The operation of Simple Screen Recorder is as easy as ABC: Open it up -> Pick the target window or monitor to share -> Define the three options for Size, Bit rate and Frame rate (the last two of which affect video quality a lot) -> Starting and Stopping it.
Available settings: | |
Video size | 1280*720, 1920*1080, 3840*2160, 7680*4320, source size |
Bit rate | 9 Mbps, 18 Mbps, 36 Mbps, 72 Mbps |
Frame rate | 24fps, 30fps, 60fps |
System & Mic audio | N |
Q: Is it the Windows version of SimpleScreenRecorder (also called SSR) for Linux?
A: No, they are two different applications developed and published by two people. The Linux SSR is able to grab video of full desktop, a certain area or OpenGL base video games. Although is designed as a simpler alternative to ffmpeg, VLC or alike software, it’s actually more complex due to the pro-level settings.
Screencast-o-matic – A Quick and Easy Screen Recorder on the Web
Simplicity: ★★★★☆
With a 342kb WebLaunchRecorder downloaded and launched from browser on Windows, Mac or Chromebook, you can immediately access this lightweight screencasting tool to record screen at any section with narration and webcam. It’s adopted by a large number of people to improve their instant communications with coworkers, customers, students, and such. The reason for selection not just lies in the absolutely easy-to-use pattern, but also the cloud storage manner that makes it possible to share video with only a link.

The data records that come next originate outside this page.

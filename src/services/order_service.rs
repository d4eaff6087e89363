//! Order service layer - checkout, stock reconciliation, fulfillment
//!
//! Checkout runs inside a single transaction: each line item is claimed
//! with an atomic conditional decrement (`stock = stock - n WHERE
//! stock >= n`), so concurrent checkouts of the last unit cannot both
//! succeed and a failure on any item rolls back every decrement already
//! applied. Cancellation additively restores the snapshot quantities in
//! the same transaction as the status update.

use sqlx::types::Json;
use sqlx::{PgPool, Postgres, Transaction};
use uuid::Uuid;

use crate::error::ApiError;
use crate::models::{
    AdminOrder, CreateOrderRequest, Order, OrderItem, OrderOwner, OrderStatus, OrderTotals,
    OrderWithItems, PaymentResult, User,
};

const ADMIN_PAGE_SIZE: i64 = 20;

/// Tolerance when comparing the client's expected total against the
/// server-computed one.
const TOTAL_TOLERANCE: f64 = 0.01;

pub struct OrderService {
    pool: PgPool,
}

#[derive(sqlx::FromRow)]
struct ItemSnapshot {
    id: Uuid,
    name: String,
    price: f64,
    images: Json<Vec<crate::models::ProductImage>>,
}

impl OrderService {
    pub fn new(pool: PgPool) -> Self {
        Self { pool }
    }

    /// Validate stock, decrement it and persist the order with immutable
    /// line-item snapshots, all-or-nothing.
    pub async fn create_order(
        &self,
        user_id: Uuid,
        req: CreateOrderRequest,
    ) -> Result<OrderWithItems, ApiError> {
        if req.order_items.is_empty() {
            return Err(ApiError::Validation("No order items".to_string()));
        }
        for item in &req.order_items {
            if item.quantity < 1 {
                return Err(ApiError::Validation(
                    "Item quantity must be at least 1".to_string(),
                ));
            }
        }

        let mut tx = self.pool.begin().await?;

        let order_id = Uuid::new_v4();
        let mut items: Vec<OrderItem> = Vec::with_capacity(req.order_items.len());
        let mut items_price = 0.0;

        for item in &req.order_items {
            let snapshot = sqlx::query_as::<_, ItemSnapshot>(
                "SELECT id, name, price, images FROM products WHERE id = $1 AND is_active",
            )
            .bind(item.product)
            .fetch_optional(&mut *tx)
            .await?
            .ok_or_else(|| ApiError::NotFound(format!("Product not found: {}", item.product)))?;

            let claimed = sqlx::query(
                "UPDATE products SET stock = stock - $2 WHERE id = $1 AND stock >= $2",
            )
            .bind(item.product)
            .bind(item.quantity)
            .execute(&mut *tx)
            .await?;
            if claimed.rows_affected() == 0 {
                // Rolls back decrements already applied for earlier items.
                return Err(ApiError::InsufficientStock(format!(
                    "Insufficient stock for {}",
                    snapshot.name
                )));
            }

            let image = snapshot
                .images
                .0
                .first()
                .map(|img| img.url.clone())
                .unwrap_or_default();
            items_price += snapshot.price * f64::from(item.quantity);
            items.push(OrderItem {
                id: Uuid::new_v4(),
                order_id,
                product_id: snapshot.id,
                name: snapshot.name,
                image,
                price: snapshot.price,
                quantity: item.quantity,
            });
        }

        let totals = OrderTotals::from_items_price(items_price);
        if (totals.total_price - req.total_price).abs() > TOTAL_TOLERANCE {
            return Err(ApiError::Validation(format!(
                "Order total mismatch: expected {:.2}",
                totals.total_price
            )));
        }

        let order = sqlx::query_as::<_, Order>(
            r#"
            INSERT INTO orders (
                id, user_id, shipping_address, payment_method,
                items_price, tax_price, shipping_price, total_price
            )
            VALUES ($1, $2, $3, $4, $5, $6, $7, $8)
            RETURNING *
            "#,
        )
        .bind(order_id)
        .bind(user_id)
        .bind(Json(&req.shipping_address))
        .bind(&req.payment_method)
        .bind(totals.items_price)
        .bind(totals.tax_price)
        .bind(totals.shipping_price)
        .bind(totals.total_price)
        .fetch_one(&mut *tx)
        .await?;

        for item in &items {
            sqlx::query(
                r#"
                INSERT INTO order_items (id, order_id, product_id, name, image, price, quantity)
                VALUES ($1, $2, $3, $4, $5, $6, $7)
                "#,
            )
            .bind(item.id)
            .bind(item.order_id)
            .bind(item.product_id)
            .bind(&item.name)
            .bind(&item.image)
            .bind(item.price)
            .bind(item.quantity)
            .execute(&mut *tx)
            .await?;
        }

        tx.commit().await?;

        tracing::info!(order_id = %order.id, total = order.total_price, "order created");
        Ok(OrderWithItems {
            order,
            order_items: items,
        })
    }

    /// Fetch one order; only the owner or an admin may read it.
    pub async fn get_order(&self, id: Uuid, requester: &User) -> Result<OrderWithItems, ApiError> {
        let order = sqlx::query_as::<_, Order>("SELECT * FROM orders WHERE id = $1")
            .bind(id)
            .fetch_optional(&self.pool)
            .await?
            .ok_or_else(|| ApiError::NotFound("Order not found".to_string()))?;

        if order.user_id != requester.id && !requester.is_admin() {
            return Err(ApiError::Authorization(
                "Not authorized to access this order".to_string(),
            ));
        }

        let order_items = self.items_for(order.id).await?;
        Ok(OrderWithItems { order, order_items })
    }

    pub async fn my_orders(&self, user_id: Uuid) -> Result<Vec<OrderWithItems>, ApiError> {
        let orders = sqlx::query_as::<_, Order>(
            "SELECT * FROM orders WHERE user_id = $1 ORDER BY created_at DESC",
        )
        .bind(user_id)
        .fetch_all(&self.pool)
        .await?;
        self.attach_items(orders).await
    }

    /// Record the provider receipt and mark the order paid. Paying a
    /// cancelled or already-paid order is rejected.
    pub async fn mark_paid(
        &self,
        id: Uuid,
        requester: &User,
        receipt: PaymentResult,
    ) -> Result<OrderWithItems, ApiError> {
        let mut tx = self.pool.begin().await?;

        let order = sqlx::query_as::<_, Order>("SELECT * FROM orders WHERE id = $1 FOR UPDATE")
            .bind(id)
            .fetch_optional(&mut *tx)
            .await?
            .ok_or_else(|| ApiError::NotFound("Order not found".to_string()))?;

        if order.user_id != requester.id && !requester.is_admin() {
            return Err(ApiError::Authorization(
                "Not authorized to access this order".to_string(),
            ));
        }
        if order.order_status == OrderStatus::Cancelled {
            return Err(ApiError::Validation(
                "Cannot mark a cancelled order as paid".to_string(),
            ));
        }
        if order.is_paid {
            return Err(ApiError::Validation("Order is already paid".to_string()));
        }

        let order = sqlx::query_as::<_, Order>(
            r#"
            UPDATE orders
            SET is_paid = TRUE, paid_at = now(), payment_result = $2
            WHERE id = $1
            RETURNING *
            "#,
        )
        .bind(id)
        .bind(Json(&receipt))
        .fetch_one(&mut *tx)
        .await?;

        tx.commit().await?;

        tracing::info!(order_id = %order.id, "order paid");
        let order_items = self.items_for(order.id).await?;
        Ok(OrderWithItems { order, order_items })
    }

    /// Admin-only fulfillment transition, checked against the legal
    /// transition table. Cancelling restores stock for every snapshot
    /// line item; delivering stamps the delivery timestamp.
    pub async fn set_status(&self, id: Uuid, status: OrderStatus) -> Result<OrderWithItems, ApiError> {
        let mut tx = self.pool.begin().await?;

        let order = sqlx::query_as::<_, Order>("SELECT * FROM orders WHERE id = $1 FOR UPDATE")
            .bind(id)
            .fetch_optional(&mut *tx)
            .await?
            .ok_or_else(|| ApiError::NotFound("Order not found".to_string()))?;

        if !order.order_status.can_transition_to(status) {
            return Err(ApiError::Validation(format!(
                "Cannot change order status from {} to {}",
                order.order_status, status
            )));
        }

        let order = sqlx::query_as::<_, Order>(
            r#"
            UPDATE orders
            SET order_status = $2,
                delivered_at = CASE WHEN $2 = 'Delivered'::order_status THEN now() ELSE delivered_at END
            WHERE id = $1
            RETURNING *
            "#,
        )
        .bind(id)
        .bind(status)
        .fetch_one(&mut *tx)
        .await?;

        if status == OrderStatus::Cancelled {
            restore_stock(&mut tx, id).await?;
            tracing::info!(order_id = %id, "order cancelled, stock restored");
        }

        tx.commit().await?;

        let order_items = self.items_for(order.id).await?;
        Ok(OrderWithItems { order, order_items })
    }

    /// Admin listing with pagination and total revenue over paid orders.
    pub async fn list_all(
        &self,
        page: Option<i64>,
        limit: Option<i64>,
    ) -> Result<(Vec<AdminOrder>, i64, i64, i64, f64), ApiError> {
        let page = page.unwrap_or(1).max(1);
        let limit = limit.unwrap_or(ADMIN_PAGE_SIZE).clamp(1, 100);

        let total: i64 = sqlx::query_scalar("SELECT COUNT(*) FROM orders")
            .fetch_one(&self.pool)
            .await?;
        let total_revenue: f64 = sqlx::query_scalar(
            "SELECT COALESCE(SUM(total_price), 0.0) FROM orders WHERE is_paid",
        )
        .fetch_one(&self.pool)
        .await?;

        let orders = sqlx::query_as::<_, Order>(
            "SELECT * FROM orders ORDER BY created_at DESC LIMIT $1 OFFSET $2",
        )
        .bind(limit)
        .bind((page - 1) * limit)
        .fetch_all(&self.pool)
        .await?;

        let mut admin_orders = Vec::with_capacity(orders.len());
        for with_items in self.attach_items(orders).await? {
            let user = sqlx::query_as::<_, OrderOwner>(
                "SELECT id, name, email FROM users WHERE id = $1",
            )
            .bind(with_items.order.user_id)
            .fetch_one(&self.pool)
            .await?;
            admin_orders.push(AdminOrder {
                order: with_items.order,
                order_items: with_items.order_items,
                user,
            });
        }

        Ok((admin_orders, total, page, limit, total_revenue))
    }

    pub async fn stats(&self) -> Result<serde_json::Value, ApiError> {
        let total_orders: i64 = sqlx::query_scalar("SELECT COUNT(*) FROM orders")
            .fetch_one(&self.pool)
            .await?;
        let pending_orders: i64 = sqlx::query_scalar(
            "SELECT COUNT(*) FROM orders WHERE order_status = 'Processing'",
        )
        .fetch_one(&self.pool)
        .await?;
        let delivered_orders: i64 = sqlx::query_scalar(
            "SELECT COUNT(*) FROM orders WHERE order_status = 'Delivered'",
        )
        .fetch_one(&self.pool)
        .await?;
        let total_revenue: f64 = sqlx::query_scalar(
            "SELECT COALESCE(SUM(total_price), 0.0) FROM orders WHERE is_paid",
        )
        .fetch_one(&self.pool)
        .await?;
        let monthly_revenue = monthly_revenue(&self.pool).await?;

        Ok(serde_json::json!({
            "totalOrders": total_orders,
            "pendingOrders": pending_orders,
            "deliveredOrders": delivered_orders,
            "totalRevenue": total_revenue,
            "monthlyRevenue": monthly_revenue,
        }))
    }

    async fn items_for(&self, order_id: Uuid) -> Result<Vec<OrderItem>, ApiError> {
        let items = sqlx::query_as::<_, OrderItem>(
            "SELECT * FROM order_items WHERE order_id = $1",
        )
        .bind(order_id)
        .fetch_all(&self.pool)
        .await?;
        Ok(items)
    }

    async fn attach_items(&self, orders: Vec<Order>) -> Result<Vec<OrderWithItems>, ApiError> {
        let ids: Vec<Uuid> = orders.iter().map(|o| o.id).collect();
        let items = sqlx::query_as::<_, OrderItem>(
            "SELECT * FROM order_items WHERE order_id = ANY($1)",
        )
        .bind(&ids)
        .fetch_all(&self.pool)
        .await?;

        Ok(orders
            .into_iter()
            .map(|order| {
                let order_items = items
                    .iter()
                    .filter(|item| item.order_id == order.id)
                    .cloned()
                    .collect();
                OrderWithItems { order, order_items }
            })
            .collect())
    }
}

/// Additive restore of the quantities recorded in the order's snapshot,
/// regardless of current stock.
async fn restore_stock(
    tx: &mut Transaction<'_, Postgres>,
    order_id: Uuid,
) -> Result<(), ApiError> {
    // Quantities are summed per product first: UPDATE .. FROM applies at
    // most one joined row per target, which would drop duplicate lines.
    sqlx::query(
        r#"
        UPDATE products
        SET stock = stock + oi.quantity
        FROM (
            SELECT product_id, SUM(quantity) AS quantity
            FROM order_items
            WHERE order_id = $1
            GROUP BY product_id
        ) oi
        WHERE products.id = oi.product_id
        "#,
    )
    .bind(order_id)
    .execute(&mut **tx)
    .await?;
    Ok(())
}

/// Paid revenue bucketed by calendar month, oldest first, for charts.
pub async fn monthly_revenue(pool: &PgPool) -> Result<serde_json::Value, ApiError> {
    #[derive(sqlx::FromRow)]
    struct MonthRow {
        month: String,
        revenue: f64,
        orders: i64,
    }

    let rows = sqlx::query_as::<_, MonthRow>(
        r#"
        SELECT to_char(date_trunc('month', created_at), 'YYYY-MM') AS month,
               COALESCE(SUM(total_price), 0.0) AS revenue,
               COUNT(*) AS orders
        FROM orders
        WHERE is_paid
        GROUP BY 1
        ORDER BY 1
        LIMIT 12
        "#,
    )
    .fetch_all(pool)
    .await?;

    Ok(serde_json::Value::Array(
        rows.into_iter()
            .map(|row| {
                serde_json::json!({
                    "month": row.month,
                    "revenue": row.revenue,
                    "orders": row.orders,
                })
            })
            .collect(),
    ))
}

Its pro version removes the 15 minutes capture limitation and also provides versatile video editor to mix movies, add external music/narration, apply shapes, import captions, create animations, change playback speed etc. Productive and convenient, why not?
Available settings: | |
Video size | 480P, 720P, 1080P, source size |
Webcam overlay | Y |
System & Mic audio | Y (with volume adjustable) |
Verdict
As a whole, there are dozens of available screen capture products, which come in a myriad of configurations and varying complexity. So finding a right and easy tool to get the job done is crucial. You are strongly suggested to try the 3 easy screen recorders listed above. They all boast concise and user-friendly interface with a suit of settings or mini tools to take advantage of during the capture process.